| Directions |
The entries that follow need to be retyped verbatim.

▶

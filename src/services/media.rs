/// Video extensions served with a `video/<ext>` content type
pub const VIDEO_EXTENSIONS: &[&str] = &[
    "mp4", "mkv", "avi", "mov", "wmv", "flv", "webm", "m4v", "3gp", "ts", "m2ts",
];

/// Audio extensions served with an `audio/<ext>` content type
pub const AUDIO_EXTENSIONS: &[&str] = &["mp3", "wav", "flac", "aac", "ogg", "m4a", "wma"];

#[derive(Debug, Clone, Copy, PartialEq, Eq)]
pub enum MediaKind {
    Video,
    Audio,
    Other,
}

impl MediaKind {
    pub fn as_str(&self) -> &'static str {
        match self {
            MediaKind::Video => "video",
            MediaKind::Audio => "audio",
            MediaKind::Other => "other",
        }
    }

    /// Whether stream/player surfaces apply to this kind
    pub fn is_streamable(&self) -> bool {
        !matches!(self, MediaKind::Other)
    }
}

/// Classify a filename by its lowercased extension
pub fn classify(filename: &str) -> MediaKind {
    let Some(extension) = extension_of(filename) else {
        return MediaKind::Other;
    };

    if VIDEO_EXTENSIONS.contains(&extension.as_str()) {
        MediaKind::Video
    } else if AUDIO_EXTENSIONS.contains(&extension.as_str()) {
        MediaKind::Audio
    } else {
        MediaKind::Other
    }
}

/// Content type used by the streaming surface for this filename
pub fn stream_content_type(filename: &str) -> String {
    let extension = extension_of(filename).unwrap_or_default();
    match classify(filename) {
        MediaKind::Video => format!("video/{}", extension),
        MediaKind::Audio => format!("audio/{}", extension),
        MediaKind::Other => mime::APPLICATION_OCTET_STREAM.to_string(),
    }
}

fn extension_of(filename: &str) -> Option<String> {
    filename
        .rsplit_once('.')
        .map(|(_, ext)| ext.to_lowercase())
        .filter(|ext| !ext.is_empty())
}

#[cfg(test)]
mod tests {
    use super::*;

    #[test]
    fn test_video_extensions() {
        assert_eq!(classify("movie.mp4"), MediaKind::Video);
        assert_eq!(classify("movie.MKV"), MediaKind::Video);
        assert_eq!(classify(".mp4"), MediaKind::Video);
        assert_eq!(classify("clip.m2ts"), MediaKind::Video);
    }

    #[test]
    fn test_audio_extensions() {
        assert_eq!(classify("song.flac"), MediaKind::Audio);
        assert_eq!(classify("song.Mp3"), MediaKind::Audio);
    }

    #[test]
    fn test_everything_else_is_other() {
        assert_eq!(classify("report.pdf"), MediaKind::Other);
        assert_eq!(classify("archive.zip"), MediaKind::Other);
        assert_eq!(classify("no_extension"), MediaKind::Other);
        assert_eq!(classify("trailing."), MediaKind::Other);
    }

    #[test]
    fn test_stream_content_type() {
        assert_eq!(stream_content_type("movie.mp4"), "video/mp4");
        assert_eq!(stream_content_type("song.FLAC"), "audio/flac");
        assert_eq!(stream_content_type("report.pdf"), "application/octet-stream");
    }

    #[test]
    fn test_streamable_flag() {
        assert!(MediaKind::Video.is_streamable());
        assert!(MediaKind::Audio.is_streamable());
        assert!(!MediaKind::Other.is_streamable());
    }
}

◀

| Response area |
filename src/services/media.rs
/// Video extensions served with a `video/<ext>` content type
pub const VIDEO_EXTENSIONS: &[&str] = &[
    "mp4", "mkv", "avi", "mov", "wmv", "flv", "webm", "m4v", "3gp", "ts", "m2ts",
];

/// Audio extensions served with an `audio/<ext>` content type
pub const AUDIO_EXTENSIONS: &[&str] = &["mp3", "wav", "flac", "aac", "ogg", "m4a", "wma"];

#[derive(Debug, Clone, Copy, PartialEq, Eq)]
pub enum MediaKind {
    Video,
    Audio,
    Other,
}

impl MediaKind {
    pub fn as_str(&self) -> &'static str {
        match self {
            MediaKind::Video => "video",
            MediaKind::Audio => "audio",
            MediaKind::Other => "other",
        }
    }

    /// Whether stream/player surfaces apply to this kind
    pub fn is_streamable(&self) -> bool {
        !matches!(self, MediaKind::Other)
    }
}

/// Classify a filename by its lowercased extension
pub fn classify(filename: &str) -> MediaKind {
    let Some(extension) = extension_of(filename) else {
        return MediaKind::Other;
    };

    if VIDEO_EXTENSIONS.contains(&extension.as_str()) {
        MediaKind::Video
    } else if AUDIO_EXTENSIONS.contains(&extension.as_str()) {
        MediaKind::Audio
    } else {
        MediaKind::Other
    }
}

/// Content type used by the streaming surface for this filename
pub fn stream_content_type(filename: &str) -> String {
    let extension = extension_of(filename).unwrap_or_default();
    match classify(filename) {
        MediaKind::Video => format!("video/{}", extension),
        MediaKind::Audio => format!("audio/{}", extension),
        MediaKind::Other => mime::APPLICATION_OCTET_STREAM.to_string(),
    }
}

fn extension_of(filename: &str) -> Option<String> {
    filename
        .rsplit_once('.')
        .map(|(_, ext)| ext.to_lowercase())
        .filter(|ext| !ext.is_empty())
}

#[cfg(test)]
mod tests {
    use super::*;

    #[test]
    fn test_video_extensions() {
        assert_eq!(classify("movie.mp4"), MediaKind::Video);
        assert_eq!(classify("movie.MKV"), MediaKind::Video);
        assert_eq!(classify(".mp4"), MediaKind::Video);
        assert_eq!(classify("clip.m2ts"), MediaKind::Video);
    }

    #[test]
    fn test_audio_extensions() {
        assert_eq!(classify("song.flac"), MediaKind::Audio);
        assert_eq!(classify("song.Mp3"), MediaKind::Audio);
    }

    #[test]
    fn test_everything_else_is_other() {
        assert_eq!(classify("report.pdf"), MediaKind::Other);
        assert_eq!(classify("archive.zip"), MediaKind::Other);
        assert_eq!(classify("no_extension"), MediaKind::Other);
        assert_eq!(classify("trailing."), MediaKind::Other);
    }

    #[test]
    fn test_stream_content_type() {
        assert_eq!(stream_content_type("movie.mp4"), "video/mp4");
        assert_eq!(stream_content_type("song.FLAC"), "audio/flac");
        assert_eq!(stream_content_type("report.pdf"), "application/octet-stream");
    }

    #[test]
    fn test_streamable_flag() {
        assert!(MediaKind::Video.is_streamable());
        assert!(MediaKind::Audio.is_streamable());
        assert!(!MediaKind::Other.is_streamable());
    }
}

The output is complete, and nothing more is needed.